■ About this exercise ■
Look through the data below and say how many of its lines contain "format", adding nothing else.

Saved data entries:
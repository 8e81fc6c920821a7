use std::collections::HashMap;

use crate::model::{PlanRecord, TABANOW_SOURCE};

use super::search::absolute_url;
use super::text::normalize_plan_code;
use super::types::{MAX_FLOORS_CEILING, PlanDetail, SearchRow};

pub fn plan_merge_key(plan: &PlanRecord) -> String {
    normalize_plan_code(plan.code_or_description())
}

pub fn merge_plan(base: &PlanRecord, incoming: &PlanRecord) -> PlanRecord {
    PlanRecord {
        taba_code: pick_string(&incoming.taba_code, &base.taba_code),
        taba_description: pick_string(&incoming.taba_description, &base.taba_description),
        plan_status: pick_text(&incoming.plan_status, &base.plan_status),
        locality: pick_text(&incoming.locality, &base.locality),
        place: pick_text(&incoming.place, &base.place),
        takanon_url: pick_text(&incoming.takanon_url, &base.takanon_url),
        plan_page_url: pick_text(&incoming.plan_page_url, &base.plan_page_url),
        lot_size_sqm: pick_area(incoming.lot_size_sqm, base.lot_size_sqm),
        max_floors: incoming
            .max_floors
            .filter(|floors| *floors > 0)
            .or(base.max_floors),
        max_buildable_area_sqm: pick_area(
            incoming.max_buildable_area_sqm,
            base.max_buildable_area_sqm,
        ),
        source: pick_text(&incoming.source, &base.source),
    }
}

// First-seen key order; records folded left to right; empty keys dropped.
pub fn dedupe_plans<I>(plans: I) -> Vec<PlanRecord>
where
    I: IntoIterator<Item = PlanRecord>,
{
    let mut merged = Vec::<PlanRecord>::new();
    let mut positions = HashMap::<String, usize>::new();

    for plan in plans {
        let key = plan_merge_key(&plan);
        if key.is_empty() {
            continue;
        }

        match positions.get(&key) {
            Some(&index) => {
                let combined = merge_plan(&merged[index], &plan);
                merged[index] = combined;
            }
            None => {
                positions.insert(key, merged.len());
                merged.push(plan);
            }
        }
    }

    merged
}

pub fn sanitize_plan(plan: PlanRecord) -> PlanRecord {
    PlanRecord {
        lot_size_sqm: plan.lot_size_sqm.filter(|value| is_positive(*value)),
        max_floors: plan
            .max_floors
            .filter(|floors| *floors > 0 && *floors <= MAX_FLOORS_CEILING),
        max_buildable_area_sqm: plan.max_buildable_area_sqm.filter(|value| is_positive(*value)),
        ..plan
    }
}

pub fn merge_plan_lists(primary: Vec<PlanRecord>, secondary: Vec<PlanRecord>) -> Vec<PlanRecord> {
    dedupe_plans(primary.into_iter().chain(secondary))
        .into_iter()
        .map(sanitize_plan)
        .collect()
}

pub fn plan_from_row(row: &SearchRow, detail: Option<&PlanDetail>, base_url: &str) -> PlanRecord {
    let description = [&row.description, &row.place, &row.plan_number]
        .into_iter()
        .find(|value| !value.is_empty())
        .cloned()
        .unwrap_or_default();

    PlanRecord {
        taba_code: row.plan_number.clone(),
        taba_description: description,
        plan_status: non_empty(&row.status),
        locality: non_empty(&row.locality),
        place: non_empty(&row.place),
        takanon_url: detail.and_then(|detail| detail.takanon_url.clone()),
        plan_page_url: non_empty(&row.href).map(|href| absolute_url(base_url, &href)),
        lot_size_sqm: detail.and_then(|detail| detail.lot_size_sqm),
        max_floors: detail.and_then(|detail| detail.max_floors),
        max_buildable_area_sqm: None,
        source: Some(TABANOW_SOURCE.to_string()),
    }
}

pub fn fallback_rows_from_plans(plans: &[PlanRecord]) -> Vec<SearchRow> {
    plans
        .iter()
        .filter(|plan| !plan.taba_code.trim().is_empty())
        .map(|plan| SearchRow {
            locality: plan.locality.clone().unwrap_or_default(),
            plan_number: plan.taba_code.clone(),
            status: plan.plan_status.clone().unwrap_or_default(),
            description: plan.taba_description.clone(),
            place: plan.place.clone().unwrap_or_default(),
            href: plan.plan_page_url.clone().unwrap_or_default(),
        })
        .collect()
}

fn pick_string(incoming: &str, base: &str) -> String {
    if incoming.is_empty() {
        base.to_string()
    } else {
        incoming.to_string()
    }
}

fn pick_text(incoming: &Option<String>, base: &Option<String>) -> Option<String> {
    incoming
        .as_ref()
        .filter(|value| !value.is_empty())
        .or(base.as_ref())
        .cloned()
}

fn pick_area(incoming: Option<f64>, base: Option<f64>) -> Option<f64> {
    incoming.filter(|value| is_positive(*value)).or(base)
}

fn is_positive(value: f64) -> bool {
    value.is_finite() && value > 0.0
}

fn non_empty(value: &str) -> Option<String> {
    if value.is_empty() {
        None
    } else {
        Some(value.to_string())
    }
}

==

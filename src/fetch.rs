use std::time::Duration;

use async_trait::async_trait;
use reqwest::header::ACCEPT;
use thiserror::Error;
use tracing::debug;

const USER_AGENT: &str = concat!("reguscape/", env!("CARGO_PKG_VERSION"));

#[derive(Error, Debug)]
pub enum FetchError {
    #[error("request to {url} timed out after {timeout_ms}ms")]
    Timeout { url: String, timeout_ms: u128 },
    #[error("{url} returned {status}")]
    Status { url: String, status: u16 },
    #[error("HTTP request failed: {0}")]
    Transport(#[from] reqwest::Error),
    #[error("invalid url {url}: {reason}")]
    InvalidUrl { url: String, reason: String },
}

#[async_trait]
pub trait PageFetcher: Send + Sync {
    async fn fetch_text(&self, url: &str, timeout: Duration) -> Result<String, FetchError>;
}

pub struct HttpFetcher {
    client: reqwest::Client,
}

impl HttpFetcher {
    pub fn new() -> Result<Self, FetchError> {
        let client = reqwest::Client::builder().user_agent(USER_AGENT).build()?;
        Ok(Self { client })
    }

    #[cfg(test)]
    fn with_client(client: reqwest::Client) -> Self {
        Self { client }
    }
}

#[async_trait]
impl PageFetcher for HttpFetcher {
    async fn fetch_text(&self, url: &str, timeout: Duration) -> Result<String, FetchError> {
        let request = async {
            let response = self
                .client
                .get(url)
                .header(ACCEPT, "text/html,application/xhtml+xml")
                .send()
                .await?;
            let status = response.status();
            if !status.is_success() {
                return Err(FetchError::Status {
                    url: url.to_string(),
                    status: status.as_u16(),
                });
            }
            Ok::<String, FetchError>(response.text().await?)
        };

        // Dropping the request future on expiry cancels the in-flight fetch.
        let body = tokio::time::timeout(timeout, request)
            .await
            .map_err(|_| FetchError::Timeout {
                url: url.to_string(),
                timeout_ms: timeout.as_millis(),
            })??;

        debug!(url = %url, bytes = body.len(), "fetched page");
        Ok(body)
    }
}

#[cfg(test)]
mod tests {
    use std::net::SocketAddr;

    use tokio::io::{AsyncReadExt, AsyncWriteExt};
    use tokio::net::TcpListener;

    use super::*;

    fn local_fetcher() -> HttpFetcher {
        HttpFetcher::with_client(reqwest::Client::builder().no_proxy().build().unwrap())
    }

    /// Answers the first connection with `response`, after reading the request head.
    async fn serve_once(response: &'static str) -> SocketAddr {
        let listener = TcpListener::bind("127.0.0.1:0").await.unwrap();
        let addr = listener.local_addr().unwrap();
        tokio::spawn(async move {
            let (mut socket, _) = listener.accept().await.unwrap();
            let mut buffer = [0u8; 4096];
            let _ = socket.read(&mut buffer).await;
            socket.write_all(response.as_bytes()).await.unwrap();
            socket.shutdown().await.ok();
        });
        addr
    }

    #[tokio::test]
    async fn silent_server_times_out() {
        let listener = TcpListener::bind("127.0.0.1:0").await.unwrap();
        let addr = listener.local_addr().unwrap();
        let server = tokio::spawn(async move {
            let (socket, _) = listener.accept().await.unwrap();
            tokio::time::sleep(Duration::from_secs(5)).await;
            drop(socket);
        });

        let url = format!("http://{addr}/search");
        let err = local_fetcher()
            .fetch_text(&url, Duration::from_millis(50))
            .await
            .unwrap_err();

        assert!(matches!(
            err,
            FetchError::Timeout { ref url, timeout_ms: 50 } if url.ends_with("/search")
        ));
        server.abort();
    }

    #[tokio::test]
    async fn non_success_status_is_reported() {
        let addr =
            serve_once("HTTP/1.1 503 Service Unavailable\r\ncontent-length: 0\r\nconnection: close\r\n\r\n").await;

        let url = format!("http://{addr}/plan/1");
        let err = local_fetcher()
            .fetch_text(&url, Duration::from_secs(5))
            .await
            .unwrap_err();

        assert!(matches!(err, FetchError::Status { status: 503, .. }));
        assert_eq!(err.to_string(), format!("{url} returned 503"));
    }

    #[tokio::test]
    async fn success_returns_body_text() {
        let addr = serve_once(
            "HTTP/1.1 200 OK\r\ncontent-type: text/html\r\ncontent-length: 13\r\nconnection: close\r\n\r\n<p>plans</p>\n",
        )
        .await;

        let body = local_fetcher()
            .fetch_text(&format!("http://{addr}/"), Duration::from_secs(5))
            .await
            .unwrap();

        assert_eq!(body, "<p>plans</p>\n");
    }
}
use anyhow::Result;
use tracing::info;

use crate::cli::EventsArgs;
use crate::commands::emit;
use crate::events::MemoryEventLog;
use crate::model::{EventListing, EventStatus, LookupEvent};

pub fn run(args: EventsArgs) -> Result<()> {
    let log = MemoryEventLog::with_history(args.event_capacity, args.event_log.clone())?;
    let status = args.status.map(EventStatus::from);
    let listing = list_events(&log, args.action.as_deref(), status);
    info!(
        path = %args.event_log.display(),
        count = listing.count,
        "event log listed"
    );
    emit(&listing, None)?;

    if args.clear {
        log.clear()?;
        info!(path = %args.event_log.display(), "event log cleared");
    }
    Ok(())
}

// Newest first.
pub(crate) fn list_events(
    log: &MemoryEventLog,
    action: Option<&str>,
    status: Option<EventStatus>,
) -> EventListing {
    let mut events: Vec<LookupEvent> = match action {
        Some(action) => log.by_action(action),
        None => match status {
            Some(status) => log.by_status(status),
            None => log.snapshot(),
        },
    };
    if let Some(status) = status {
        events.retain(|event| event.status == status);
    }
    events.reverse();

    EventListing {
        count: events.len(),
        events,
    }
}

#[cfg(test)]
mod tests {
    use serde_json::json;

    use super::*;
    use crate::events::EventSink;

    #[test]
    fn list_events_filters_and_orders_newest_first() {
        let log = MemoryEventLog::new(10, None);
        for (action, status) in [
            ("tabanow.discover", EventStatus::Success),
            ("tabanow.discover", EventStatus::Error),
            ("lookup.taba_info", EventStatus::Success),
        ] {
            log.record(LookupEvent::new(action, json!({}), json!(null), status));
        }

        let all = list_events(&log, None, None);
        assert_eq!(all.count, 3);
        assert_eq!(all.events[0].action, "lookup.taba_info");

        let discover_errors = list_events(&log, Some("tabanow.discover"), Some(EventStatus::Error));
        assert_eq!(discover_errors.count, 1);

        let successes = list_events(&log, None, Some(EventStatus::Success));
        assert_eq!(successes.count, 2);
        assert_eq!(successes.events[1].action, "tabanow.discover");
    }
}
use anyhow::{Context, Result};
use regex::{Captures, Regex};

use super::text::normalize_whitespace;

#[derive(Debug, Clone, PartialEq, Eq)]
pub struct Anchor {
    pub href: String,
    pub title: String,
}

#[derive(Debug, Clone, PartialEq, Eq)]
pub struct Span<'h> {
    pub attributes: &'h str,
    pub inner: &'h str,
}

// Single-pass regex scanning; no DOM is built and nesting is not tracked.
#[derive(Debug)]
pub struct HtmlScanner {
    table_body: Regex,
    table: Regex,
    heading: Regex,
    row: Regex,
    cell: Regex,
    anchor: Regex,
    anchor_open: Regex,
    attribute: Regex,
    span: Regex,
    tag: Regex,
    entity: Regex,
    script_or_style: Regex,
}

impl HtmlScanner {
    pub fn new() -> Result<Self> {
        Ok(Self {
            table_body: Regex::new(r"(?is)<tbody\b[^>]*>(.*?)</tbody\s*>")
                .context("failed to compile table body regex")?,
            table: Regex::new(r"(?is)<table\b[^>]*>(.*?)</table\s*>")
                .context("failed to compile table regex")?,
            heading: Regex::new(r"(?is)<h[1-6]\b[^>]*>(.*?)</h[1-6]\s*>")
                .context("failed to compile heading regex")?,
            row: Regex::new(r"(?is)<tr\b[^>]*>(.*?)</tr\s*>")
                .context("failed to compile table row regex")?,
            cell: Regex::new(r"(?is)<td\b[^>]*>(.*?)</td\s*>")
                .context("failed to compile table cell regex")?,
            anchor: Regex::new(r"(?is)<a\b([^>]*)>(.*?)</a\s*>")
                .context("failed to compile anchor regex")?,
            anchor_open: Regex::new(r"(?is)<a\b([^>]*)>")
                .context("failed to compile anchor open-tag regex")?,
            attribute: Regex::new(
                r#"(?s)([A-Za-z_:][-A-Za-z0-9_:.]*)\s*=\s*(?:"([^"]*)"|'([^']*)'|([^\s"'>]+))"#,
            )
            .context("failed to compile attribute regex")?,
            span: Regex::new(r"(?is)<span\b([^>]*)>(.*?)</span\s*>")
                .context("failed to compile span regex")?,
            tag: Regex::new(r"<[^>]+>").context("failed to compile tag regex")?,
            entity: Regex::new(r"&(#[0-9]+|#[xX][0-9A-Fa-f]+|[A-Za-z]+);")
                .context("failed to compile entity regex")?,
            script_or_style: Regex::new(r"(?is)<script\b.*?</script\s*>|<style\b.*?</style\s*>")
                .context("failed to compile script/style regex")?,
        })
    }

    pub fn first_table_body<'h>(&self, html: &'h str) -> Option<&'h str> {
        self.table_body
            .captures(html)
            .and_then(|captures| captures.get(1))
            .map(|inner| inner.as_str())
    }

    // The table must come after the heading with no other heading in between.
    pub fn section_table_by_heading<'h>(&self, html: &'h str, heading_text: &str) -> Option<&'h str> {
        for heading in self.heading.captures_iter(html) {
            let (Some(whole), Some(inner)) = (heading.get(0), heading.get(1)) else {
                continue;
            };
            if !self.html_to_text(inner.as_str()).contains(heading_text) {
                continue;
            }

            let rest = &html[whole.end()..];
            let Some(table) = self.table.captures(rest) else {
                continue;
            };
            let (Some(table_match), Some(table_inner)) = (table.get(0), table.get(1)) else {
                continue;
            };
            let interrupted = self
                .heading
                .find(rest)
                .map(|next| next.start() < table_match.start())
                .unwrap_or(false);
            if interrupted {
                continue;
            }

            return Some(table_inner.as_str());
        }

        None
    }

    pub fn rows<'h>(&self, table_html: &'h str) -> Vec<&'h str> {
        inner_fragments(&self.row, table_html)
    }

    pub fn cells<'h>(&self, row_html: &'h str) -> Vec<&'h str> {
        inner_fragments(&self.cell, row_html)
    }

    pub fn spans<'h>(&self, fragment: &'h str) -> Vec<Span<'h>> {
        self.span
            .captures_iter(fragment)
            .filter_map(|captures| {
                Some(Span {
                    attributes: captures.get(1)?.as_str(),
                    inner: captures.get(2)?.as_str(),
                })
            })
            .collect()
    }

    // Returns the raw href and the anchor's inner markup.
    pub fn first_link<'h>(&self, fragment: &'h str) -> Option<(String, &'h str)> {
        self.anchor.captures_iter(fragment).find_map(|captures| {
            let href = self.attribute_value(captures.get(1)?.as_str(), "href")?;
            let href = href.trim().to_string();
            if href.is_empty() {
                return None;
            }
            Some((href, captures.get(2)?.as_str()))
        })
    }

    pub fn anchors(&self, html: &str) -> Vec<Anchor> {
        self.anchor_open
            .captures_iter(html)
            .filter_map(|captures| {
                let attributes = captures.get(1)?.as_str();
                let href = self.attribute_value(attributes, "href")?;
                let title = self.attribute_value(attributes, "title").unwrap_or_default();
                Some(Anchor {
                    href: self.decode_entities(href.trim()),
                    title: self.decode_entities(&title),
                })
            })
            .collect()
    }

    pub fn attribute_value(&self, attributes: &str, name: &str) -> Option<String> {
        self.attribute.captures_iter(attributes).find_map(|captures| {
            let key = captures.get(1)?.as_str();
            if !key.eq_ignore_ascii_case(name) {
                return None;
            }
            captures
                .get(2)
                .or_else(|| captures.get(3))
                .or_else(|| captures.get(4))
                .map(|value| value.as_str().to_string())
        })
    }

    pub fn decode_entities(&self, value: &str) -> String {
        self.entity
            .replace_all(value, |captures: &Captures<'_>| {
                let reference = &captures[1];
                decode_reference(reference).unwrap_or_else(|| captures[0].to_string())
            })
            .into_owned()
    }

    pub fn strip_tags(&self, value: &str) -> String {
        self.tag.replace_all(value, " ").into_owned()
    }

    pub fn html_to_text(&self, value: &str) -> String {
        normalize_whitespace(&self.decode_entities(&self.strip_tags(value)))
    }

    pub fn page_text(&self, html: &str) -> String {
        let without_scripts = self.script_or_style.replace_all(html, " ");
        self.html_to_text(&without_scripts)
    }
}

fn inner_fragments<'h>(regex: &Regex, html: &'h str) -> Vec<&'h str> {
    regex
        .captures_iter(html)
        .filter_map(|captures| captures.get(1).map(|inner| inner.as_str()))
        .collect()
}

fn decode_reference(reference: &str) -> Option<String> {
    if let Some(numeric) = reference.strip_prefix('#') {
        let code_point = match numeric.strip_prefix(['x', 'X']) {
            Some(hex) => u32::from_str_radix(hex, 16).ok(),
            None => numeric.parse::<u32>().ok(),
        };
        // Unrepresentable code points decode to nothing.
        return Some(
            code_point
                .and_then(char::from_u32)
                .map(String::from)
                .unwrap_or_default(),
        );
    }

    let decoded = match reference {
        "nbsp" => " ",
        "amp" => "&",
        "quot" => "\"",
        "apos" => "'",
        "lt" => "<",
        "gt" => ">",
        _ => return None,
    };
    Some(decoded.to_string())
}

■ Written response ■
4